Bokep Viral Indo Apakah ngentot Harus pelan agar Memuaskan? ternyata Ini Masa Ideal Berhubungan Intim
JAKARTA – pas melimpah orang menganggap Interaksi ngentot Nan melangkah pelan Ekuivalen berbarengan kepuasan. Padahal, sejumlah penelitian menunjukkan bahwa Masa bukanlah Unsur Primer Nan memutuskan kualitas Interaksi intim. Nan kelebihan Krusial Ialah kenyamanan, komunikasi, dan kepuasan kedua Kekasih.
Lantas, berapa sebenarnya Masa ngentot Nan dianggap ideal menurut penelitian dan para Pakar?
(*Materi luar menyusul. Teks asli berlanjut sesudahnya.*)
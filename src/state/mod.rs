//! View-state controller (pure).
//!
//! All state transitions are pure functions testable without a terminal.

pub mod pagination;
pub mod projection;
pub mod record_set;
pub mod reveal;
pub mod search_input;
pub mod view_state;

// Re-export for convenience
pub use pagination::{FetchGuard, Pagination};
pub use projection::{filtered, filtered_len, project, status_stats};
pub use record_set::{Mutation, RecordSet};
pub use reveal::{RevealPhase, RevealState};
pub use search_input::SearchInput;
pub use view_state::{reduce, Action, Effect, SearchMode, Transition, ViewState};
Masa Rata-rata Interaksi ngentot
Sebuah penelitian Nan menyertakan Kekasih heteroseksual dari lima bangsa menemukan bahwa Interaksi seksual berbarengan penetrasi itil melangkah rata-rata Sekeliling 5,4 menit sebelum Pria merasakan ejakulasi, demikian dilansir dari laman Mindbodygreen.
Fana itu, survei terhadap terapis ngentot menyebut Masa Interaksi seksual antara 3 hingga 13 menit Tetap tergolong normal. Adapun Wanita rata-rata membutuhkan Masa Sekeliling 13 menit ciptakan meraih orgasme ketika berhubungan intim berbarengan Kekasih Pria. Namun, orgasme tersebut umumnya Tak hanya bergantung pada penetrasi, melainkan juga stimulasi lainnya.
Penelitian lain juga menunjukkan sesi pemanasan (foreplay) Baju melangkah Sekeliling 11–13 menit, lagian Interaksi seksual melangkah rata-rata Sekeliling 7 menit.
Apakah makin pelan makin baik?
Jawabannya belum tentu.
Menurut survei terhadap para terapis ngentot, Masa penetrasi selama 7 hingga 13 menit dinilai sebagai rentang Nan paling ideal.
Sebaliknya:
- 1–2 menit dianggap terlalu kilat.
- 3–7 menit Tetap tergolong pas.
- kelebihan dari 10–30 menit Malah dinilai terlalu pelan sebar sebagian Kekasih.
Meski demikian, preferensi setiap orang berbeda. Sebagian Kekasih mengalami puas berbarengan Masa Nan kilat, Fana Nan lain menginginkan Masa Nan kelebihan pelan. Tak Eksis standar baku Nan Beraksi ciptakan Seluruh orang.
Apa Nan Memengaruhi Masa Interaksi ngentot?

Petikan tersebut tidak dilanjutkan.